#### RAW DATA ####

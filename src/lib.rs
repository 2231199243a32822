//! Task-tracking core: a file-backed task store plus the pure filter/sort
//! policy a presentation layer renders from.
//!
//! The store owns the canonical list and rewrites its JSON file after every
//! mutation; subscribers are notified with the new list so UI layers can
//! re-render. Filtering, searching, and display ordering never touch the
//! store; they are projections computed by [`tasks::filter`].

pub mod logging;
pub mod shared;
pub mod tasks;

pub use tasks::filter::{can_reorder, matches_search, visible_tasks, TaskFilter};
pub use tasks::store::{StoreConfig, SubscriptionId, TaskStore};
pub use tasks::types::{Priority, Task};
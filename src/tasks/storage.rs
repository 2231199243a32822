use super::types::{sample_tasks, Task};
use crate::shared::errors::StorageError;
use crate::shared::paths::ensure_dir;
use std::path::Path;

pub fn load_tasks(path: &Path) -> Result<Vec<Task>, StorageError> {
    let content = std::fs::read_to_string(path)?;
    let tasks: Vec<Task> = serde_json::from_str(&content)?;
    Ok(tasks)
}

/// Writes the full task list, replacing the file atomically: the JSON is
/// written to a sibling `.tmp` file first and renamed over the target, so a
/// crash mid-write never leaves a truncated task file behind.
pub fn save_tasks(path: &Path, tasks: &[Task]) -> Result<(), StorageError> {
    if let Some(dir) = path.parent() {
        ensure_dir(dir)?;
    }

    let content = serde_json::to_string_pretty(tasks)?;
    let tmp_path = path.with_extension("tmp");
    std::fs::write(&tmp_path, content)?;
    std::fs::rename(&tmp_path, path)?;
    Ok(())
}

/// Startup load. A missing file is not an error: the fixed sample dataset is
/// seeded and written out. An unreadable or malformed file leaves the list
/// empty with a logged diagnostic; nothing propagates to the caller.
pub fn load_or_seed(path: &Path) -> Vec<Task> {
    if !path.exists() {
        let tasks = sample_tasks();
        match save_tasks(path, &tasks) {
            Ok(()) => tracing::info!(
                target: "tasks::storage",
                "No task file at {:?}, seeded {} sample tasks",
                path,
                tasks.len()
            ),
            Err(e) => tracing::warn!(
                target: "tasks::storage",
                "Could not write seeded task list to {:?}: {}",
                path,
                e
            ),
        }
        return tasks;
    }

    match load_tasks(path) {
        Ok(tasks) => {
            tracing::debug!(
                target: "tasks::storage",
                "Loaded {} tasks from {:?}",
                tasks.len(),
                path
            );
            tasks
        }
        Err(e) => {
            tracing::warn!(
                target: "tasks::storage",
                "Failed to load tasks from {:?}: {}",
                path,
                e
            );
            Vec::new()
        }
    }
}
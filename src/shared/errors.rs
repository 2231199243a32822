use thiserror::Error;

/// Storage-related errors for the task persistence file.
#[derive(Error, Debug)]
pub enum StorageError {
    #[error("Failed to access task file: {0}")]
    Io(#[from] std::io::Error),

    #[error("Failed to parse task data: {0}")]
    Parse(#[from] serde_json::Error),
}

####

TASK DESCRIPTION —
Your answer must be the complete listing, retyped exactly.

REPLY —
filename src/lib.rs
repository 2231199243a32822
//! Task-tracking core: a file-backed task store plus the pure filter/sort
//! policy a presentation layer renders from.
//!
//! The store owns the canonical list and rewrites its JSON file after every
//! mutation; subscribers are notified with the new list so UI layers can
//! re-render. Filtering, searching, and display ordering never touch the
//! store; they are projections computed by [`tasks::filter`].

pub mod logging;
pub mod shared;
pub mod tasks;

pub use tasks::filter::{can_reorder, matches_search, visible_tasks, TaskFilter};
pub use tasks::store::{StoreConfig, SubscriptionId, TaskStore};
pub use tasks::types::{Priority, Task};
filename src/tasks/storage.rs
repository 2231199243a32822
use super::types::{sample_tasks, Task};
use crate::shared::errors::StorageError;
use crate::shared::paths::ensure_dir;
use std::path::Path;

pub fn load_tasks(path: &Path) -> Result<Vec<Task>, StorageError> {
    let content = std::fs::read_to_string(path)?;
    let tasks: Vec<Task> = serde_json::from_str(&content)?;
    Ok(tasks)
}

/// Writes the full task list, replacing the file atomically: the JSON is
/// written to a sibling `.tmp` file first and renamed over the target, so a
/// crash mid-write never leaves a truncated task file behind.
pub fn save_tasks(path: &Path, tasks: &[Task]) -> Result<(), StorageError> {
    if let Some(dir) = path.parent() {
        ensure_dir(dir)?;
    }

    let content = serde_json::to_string_pretty(tasks)?;
    let tmp_path = path.with_extension("tmp");
    std::fs::write(&tmp_path, content)?;
    std::fs::rename(&tmp_path, path)?;
    Ok(())
}

/// Startup load. A missing file is not an error: the fixed sample dataset is
/// seeded and written out. An unreadable or malformed file leaves the list
/// empty with a logged diagnostic; nothing propagates to the caller.
pub fn load_or_seed(path: &Path) -> Vec<Task> {
    if !path.exists() {
        let tasks = sample_tasks();
        match save_tasks(path, &tasks) {
            Ok(()) => tracing::info!(
                target: "tasks::storage",
                "No task file at {:?}, seeded {} sample tasks",
                path,
                tasks.len()
            ),
            Err(e) => tracing::warn!(
                target: "tasks::storage",
                "Could not write seeded task list to {:?}: {}",
                path,
                e
            ),
        }
        return tasks;
    }

    match load_tasks(path) {
        Ok(tasks) => {
            tracing::debug!(
                target: "tasks::storage",
                "Loaded {} tasks from {:?}",
                tasks.len(),
                path
            );
            tasks
        }
        Err(e) => {
            tracing::warn!(
                target: "tasks::storage",
                "Failed to load tasks from {:?}: {}",
                path,
                e
            );
            Vec::new()
        }
    }
}
filename src/shared/errors.rs
repository 2231199243a32822
use thiserror::Error;

/// Storage-related errors for the task persistence file.
#[derive(Error, Debug)]
pub enum StorageError {
    #[error("Failed to access task file: {0}")]
    Io(#[from] std::io::Error),

    #[error("Failed to parse task data: {0}")]
    Parse(#[from] serde_json::Error),
}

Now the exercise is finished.